Record extracts
━━━━━━━━━━━━━━━━

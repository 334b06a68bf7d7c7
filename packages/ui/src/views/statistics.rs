//! Score statistics for one exam and course, plus a per-student lookup.

use api::endpoints::{class, course, exam, score, student};
use api::models::{Id, ScoreStatistics, StatisticsQuery, StudentDetailQuery, StudentScoreDetail};
use api::{dates, Notice};
use dioxus::prelude::*;

use super::selection::IdSelect;
use crate::{use_client, use_notices};

fn number(value: Option<f64>) -> String {
    value.map(|v| format!("{v:.2}")).unwrap_or_else(|| "-".to_string())
}

fn rate(count: Option<u32>, rate: Option<f64>) -> String {
    match (count, rate) {
        (Some(count), Some(rate)) => format!("{count} ({rate:.2}%)"),
        _ => "-".to_string(),
    }
}

/// Label/value pairs for the summary cards.
fn summary_cards(stats: &ScoreStatistics) -> Vec<(&'static str, String)> {
    vec![
        ("Students", stats.total_count.to_string()),
        ("Sat", stats.valid_count.to_string()),
        ("Absent", stats.absent_count.to_string()),
        ("Average", number(stats.avg_score)),
        ("Highest", number(stats.max_score)),
        ("Lowest", number(stats.min_score)),
        ("Pass", rate(stats.pass_count, stats.pass_rate)),
        ("Good", rate(stats.good_count, stats.good_rate)),
        ("Excellent", rate(stats.excellent_count, stats.excellent_rate)),
    ]
}

#[component]
pub fn ScoreStatisticsView() -> Element {
    let client = use_client();
    let mut notices = use_notices();

    let mut exam_id = use_signal(|| None::<Id>);
    let mut course_id = use_signal(|| None::<Id>);
    let mut class_id = use_signal(|| None::<Id>);
    let mut stats = use_signal(|| None::<ScoreStatistics>);
    let mut student_code = use_signal(String::new);
    let mut detail = use_signal(|| None::<StudentScoreDetail>);

    let c = client.clone();
    let exams = use_resource(move || {
        let client = c.clone();
        async move {
            exam::by_term(&client, &dates::current_school_year(), dates::current_semester())
                .await
                .unwrap_or_default()
        }
    });
    let c = client.clone();
    let courses = use_resource(move || {
        let client = c.clone();
        async move { course::active(&client).await.unwrap_or_default() }
    });
    let c = client.clone();
    let classes = use_resource(move || {
        let client = c.clone();
        async move { class::all_active(&client).await.unwrap_or_default() }
    });

    let stats_client = client.clone();
    let on_query = move |_| {
        let client = stats_client.clone();
        async move {
            let (Some(exam_id), Some(course_id)) = (exam_id(), course_id()) else {
                notices.write().push(Notice::warning("Choose an exam and a course first"));
                return;
            };
            let query = StatisticsQuery {
                exam_id,
                course_id,
                class_id: class_id(),
                grade_id: None,
            };
            stats.set(score::statistics(&client, &query).await.ok());
        }
    };

    let on_lookup = move |_| {
        let client = client.clone();
        async move {
            let code = student_code().trim().to_string();
            if code.is_empty() {
                return;
            }
            let Ok(found) = student::by_code(&client, &code).await else {
                detail.set(None);
                return;
            };
            let Some(student_id) = found.audit.id else { return };
            let query = StudentDetailQuery {
                student_id,
                exam_id: exam_id(),
            };
            detail.set(score::student_detail(&client, &query).await.ok());
        }
    };

    let exam_options: Vec<(Id, String)> = exams()
        .unwrap_or_default()
        .iter()
        .filter_map(|e| Some((e.audit.id?, e.exam_name.clone())))
        .collect();
    let all_courses = courses().unwrap_or_default();
    let course_options: Vec<(Id, String)> = all_courses
        .iter()
        .filter_map(|c| Some((c.audit.id?, c.course_name.clone())))
        .collect();
    let class_options: Vec<(Id, String)> = classes()
        .unwrap_or_default()
        .iter()
        .filter_map(|c| Some((c.audit.id?, c.class_name.clone())))
        .collect();
    let course_name = |id: Option<Id>| {
        all_courses
            .iter()
            .find(|c| c.audit.id.is_some() && c.audit.id == id)
            .map(|c| c.course_name.clone())
            .unwrap_or_else(|| id.map(|i| i.to_string()).unwrap_or_default())
    };
    let cards = stats().as_ref().map(summary_cards).unwrap_or_default();
    let detail_rows: Vec<(String, String, String)> = detail()
        .map(|d| {
            d.scores
                .iter()
                .map(|s| {
                    let mark = if s.is_absent() { "Absent".to_string() } else { number(s.score) };
                    let rank = s.class_rank.map(|r| r.to_string()).unwrap_or_default();
                    (course_name(s.course_id), mark, rank)
                })
                .collect()
        })
        .unwrap_or_default();
    let detail_total = detail().map(|d| number(d.total_score)).unwrap_or_default();

    rsx! {
        div {
            class: "record-page",
            div {
                class: "toolbar",
                IdSelect {
                    placeholder: "Exam",
                    options: exam_options,
                    selected: exam_id(),
                    on_select: move |id| exam_id.set(id),
                }
                IdSelect {
                    placeholder: "Course",
                    options: course_options,
                    selected: course_id(),
                    on_select: move |id| course_id.set(id),
                }
                IdSelect {
                    placeholder: "All classes",
                    options: class_options,
                    selected: class_id(),
                    on_select: move |id| class_id.set(id),
                }
                button { class: "primary", onclick: on_query, "Show statistics" }
            }
            if !cards.is_empty() {
                div {
                    class: "stat-cards",
                    for (label, value) in cards {
                        div {
                            key: "{label}",
                            class: "stat-card",
                            div { class: "stat-value", "{value}" }
                            div { class: "stat-label", "{label}" }
                        }
                    }
                }
            }
            section {
                h3 { "Student results" }
                div {
                    class: "toolbar",
                    input {
                        placeholder: "Student code",
                        value: "{student_code}",
                        oninput: move |e| student_code.set(e.value()),
                    }
                    button { onclick: on_lookup, "Look up" }
                }
                if !detail_rows.is_empty() {
                    table {
                        class: "data-table",
                        thead {
                            tr {
                                th { "Course" }
                                th { "Score" }
                                th { "Class rank" }
                            }
                        }
                        tbody {
                            for (i, (course, mark, rank)) in detail_rows.into_iter().enumerate() {
                                tr {
                                    key: "{i}",
                                    td { "{course}" }
                                    td { "{mark}" }
                                    td { "{rank}" }
                                }
                            }
                        }
                    }
                    p { "Total: {detail_total}" }
                }
            }
        }
    }
}

#[cfg(test)]
mod tests {
    use super::*;

    #[test]
    fn test_summary_cards_format_missing_values() {
        let stats = ScoreStatistics {
            total_count: 3,
            valid_count: 2,
            absent_count: 1,
            avg_score: Some(72.5),
            pass_count: Some(1),
            pass_rate: Some(50.0),
            ..ScoreStatistics::default()
        };
        let cards = summary_cards(&stats);
        let value = |label: &str| cards.iter().find(|(l, _)| *l == label).map(|(_, v)| v.clone());
        assert_eq!(value("Average").as_deref(), Some("72.50"));
        assert_eq!(value("Pass").as_deref(), Some("1 (50.00%)"));
        assert_eq!(value("Good").as_deref(), Some("-"));
        assert_eq!(value("Highest").as_deref(), Some("-"));
    }
}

━━━━━━━━━━━━━━━━

Prompt
If a line of the data contains "mark", copy it out.

Written response
                    let mark = if s.is_absent() { "Absent".to_string() } else { number(s.score) };
                    (course_name(s.course_id), mark, rank)
                            for (i, (course, mark, rank)) in detail_rows.into_iter().enumerate() {
                                    td { "{mark}" }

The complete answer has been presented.